RUHPOLDING, Ger.—One missed shot may have been the difference today for Canada’s Nathan Smith climbing back onto the biathlon World Cup podium.


Smith, who turned 30 on Christmas Day, enjoyed a stellar day with a sixth place finish in the men’s 12.5-kilometre pursuit race after clocking a time of 34 minutes 4.1 seconds. The Calgarian missed only one shot in his first stop at the range, and was then perfect in his final three rounds of shooting.


“I’m super happy with it. The best part is I shot clean on my last standing. I have had trouble with it a few times this year when I had the opportunity to finish in the top-six,” said Smith. “I worked on that a lot over Christmas, and I’m glad today I did that five out of five.”


One of the most spectator friendly disciplines on the Biathlon World Cup, athletes are forced to ski a 150-metre penalty loop for every missed shot in the pursuit.


Starting in 15th spot, nearly one minute behind the leader of Friday’s sprint race, the laid back Smith hammered the pace and knocked one target down after another to bolt up the leaderboard in a game of cat and mouse with the world’s best biathletes including Friday’s sprint winner Johannes Thingnes Boe under soft and mild conditions.


“It was really difficult today. The snow was soft everywhere. Never had any rest because you were always working trying to maintain balance,” said Smith. “I wasn’t sure who was chasing me down on the last lap. I noticed in the final third it was (Johannes Thingnes). I could tell he was looking tired losing his balance a bit. I stuck behind him a bit and managed to take him at the finish.”


Smith finished 45 seconds the race winner, Austria’s Simon Eder, who posted a time of 33:19.1 (1+0+0+0). Martin Fourcade, of France, won the silver at 33:23.3 despite missing one shot in his final two standing round of shots. Michal Slesingr, of Czech Republic, shot clean to win the bronze with a time of 33:24.2.


It appears the decision to staying in Europe for the holiday break is paying off for Smith, who became the first Canadian male ever to a medal at the Biathlon World Championships last year. Poised to get back onto the World Cup podium, the Calgarian was in medal contention yesterday until he missed two shots in his final stop at the range.


“I wanted to avoid all the travel and jet lag so I spent Christmas in France this year,” said Smith whose been rock solid despite having to shake off a little cold last week. “I’ve been feeling good in my intensity training so it appears my decision to stay in Europe was a good choice.  I’m aiming for a couple of medals this year and moving into the top-10 in the overall (standings).”
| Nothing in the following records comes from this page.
//! Persisted watch ledger: the messages watchpost keeps following after
//! they were relayed.
//!
//! The ledger is loaded once at the start of a run, mutated in memory by the
//! single task that owns it, pruned by age, and written back wholesale once
//! at the end of the run.

mod entry;

use std::path::{Path, PathBuf};

use anyhow::{bail, Context, Result};
use chrono::{DateTime, Duration, Utc};
use serde::{Deserialize, Serialize};
use tracing::{debug, info, warn};
use watchpost_core::{hours_duration, write_text_atomic};

pub use entry::{NotifiedReaction, WatchEntry};

pub const LEDGER_SCHEMA_VERSION: u32 = 1;
pub const DEFAULT_RETENTION_HOURS: u64 = 72;

/// Default retention window applied by [`WatchLedger::prune`] callers.
pub fn default_retention() -> Duration {
    hours_duration(DEFAULT_RETENTION_HOURS)
}

#[derive(Debug, Clone, Serialize, Deserialize)]
struct LedgerDocument {
    schema_version: u32,
    #[serde(default)]
    entries: Vec<WatchEntry>,
}

/// How the in-memory ledger was obtained.
#[derive(Debug, Clone, PartialEq, Eq)]
pub enum LedgerLoadOutcome {
    /// No ledger file existed yet.
    Fresh,
    Loaded { entries: usize },
    /// The file was unreadable or corrupt; the run starts from an empty ledger.
    Recovered { reason: String },
}

/// Parses a ledger document, rejecting unknown schema versions.
pub fn parse_ledger_document(raw: &str) -> Result<Vec<WatchEntry>> {
    let document =
        serde_json::from_str::<LedgerDocument>(raw).context("failed to parse ledger document")?;
    if document.schema_version != LEDGER_SCHEMA_VERSION {
        bail!(
            "unsupported ledger schema: expected {}, found {}",
            LEDGER_SCHEMA_VERSION,
            document.schema_version
        );
    }
    Ok(document.entries)
}

pub fn render_ledger_document(entries: &[WatchEntry]) -> Result<String> {
    let document = LedgerDocument {
        schema_version: LEDGER_SCHEMA_VERSION,
        entries: entries.to_vec(),
    };
    let mut payload =
        serde_json::to_string_pretty(&document).context("failed to serialize ledger")?;
    payload.push('\n');
    Ok(payload)
}

#[derive(Debug)]
pub struct WatchLedger {
    path: PathBuf,
    entries: Vec<WatchEntry>,
    load_outcome: LedgerLoadOutcome,
}

impl WatchLedger {
    pub fn empty(path: PathBuf) -> Self {
        Self {
            path,
            entries: Vec::new(),
            load_outcome: LedgerLoadOutcome::Fresh,
        }
    }

    /// Loads the ledger at `path`. Never fails: a missing file yields an
    /// empty ledger and an unreadable or corrupt one is logged and replaced
    /// by an empty ledger.
    pub fn load(path: PathBuf) -> Self {
        if !path.exists() {
            info!(path = %path.display(), "no watch ledger found, starting empty");
            return Self::empty(path);
        }

        let parsed = std::fs::read_to_string(&path)
            .with_context(|| format!("failed to read ledger file {}", path.display()))
            .and_then(|raw| parse_ledger_document(&raw));
        match parsed {
            Ok(entries) => {
                debug!(path = %path.display(), entries = entries.len(), "loaded watch ledger");
                let mut ledger = Self {
                    path,
                    entries: Vec::with_capacity(entries.len()),
                    load_outcome: LedgerLoadOutcome::Loaded { entries: 0 },
                };
                for entry in entries {
                    if !ledger.upsert(entry) {
                        warn!("dropping duplicate watch entry from ledger file");
                    }
                }
                ledger.load_outcome = LedgerLoadOutcome::Loaded {
                    entries: ledger.entries.len(),
                };
                ledger
            }
            Err(error) => {
                let reason = format!("{error:#}");
                warn!(
                    path = %path.display(),
                    error = %reason,
                    "watch ledger is unreadable, starting empty"
                );
                Self {
                    path,
                    entries: Vec::new(),
                    load_outcome: LedgerLoadOutcome::Recovered { reason },
                }
            }
        }
    }

    pub fn path(&self) -> &Path {
        &self.path
    }

    pub fn load_outcome(&self) -> &LedgerLoadOutcome {
        &self.load_outcome
    }

    pub fn entries(&self) -> &[WatchEntry] {
        &self.entries
    }

    pub fn entries_mut(&mut self) -> &mut [WatchEntry] {
        &mut self.entries
    }

    pub fn len(&self) -> usize {
        self.entries.len()
    }

    pub fn is_empty(&self) -> bool {
        self.entries.is_empty()
    }

    pub fn contains(&self, message_id: &str, channel_id: &str) -> bool {
        self.entries
            .iter()
            .any(|entry| entry.message_id == message_id && entry.channel_id == channel_id)
    }

    pub fn get(&self, message_id: &str, channel_id: &str) -> Option<&WatchEntry> {
        self.entries
            .iter()
            .find(|entry| entry.message_id == message_id && entry.channel_id == channel_id)
    }

    /// Appends `entry` unless its (message, channel) key is already tracked,
    /// in which case the existing entry is left untouched and `false` is
    /// returned.
    pub fn upsert(&mut self, entry: WatchEntry) -> bool {
        if self.contains(&entry.message_id, &entry.channel_id) {
            return false;
        }
        self.entries.push(entry);
        true
    }

    /// Removes entries detected strictly before `now - max_age` and returns
    /// how many were removed.
    pub fn prune(&mut self, now: DateTime<Utc>, max_age: Duration) -> usize {
        let cutoff = now
            .checked_sub_signed(max_age)
            .unwrap_or(DateTime::<Utc>::MIN_UTC);
        let before = self.entries.len();
        self.entries.retain(|entry| entry.detected_at >= cutoff);
        let removed = before - self.entries.len();
        if removed > 0 {
            debug!(removed, cutoff = %cutoff.to_rfc3339(), "pruned expired watch entries");
        }
        removed
    }

    /// Overwrites the ledger file with the full in-memory state.
    pub fn save(&self) -> Result<()> {
        let payload = render_ledger_document(&self.entries)?;
        write_text_atomic(&self.path, &payload)
            .with_context(|| format!("failed to write ledger file {}", self.path.display()))?;
        debug!(path = %self.path.display(), entries = self.entries.len(), "saved watch ledger");
        Ok(())
    }
}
Three other young Canadians qualified to start the pursuit race with the top-60 athletes. Macx Davies, of Canmore, Alta., finished 50th at 37:32.5 (2+0+0+2), while the Gow brothers crossed the line in a photo finish for 53rd. Christian Gow edged out his older brother for 53rd at 38:13.1 (0+1+1+0), while Scott was one spot back at 38:13.1 (2+1+1+0).


World Cup rookie, Julia Ransom of Kelowna, B.C., was the lone Canadian to start the women’s 10-kilometre pursuit. Ransom posted a time of 36:55.5 (0+0+1+1) for 45th place.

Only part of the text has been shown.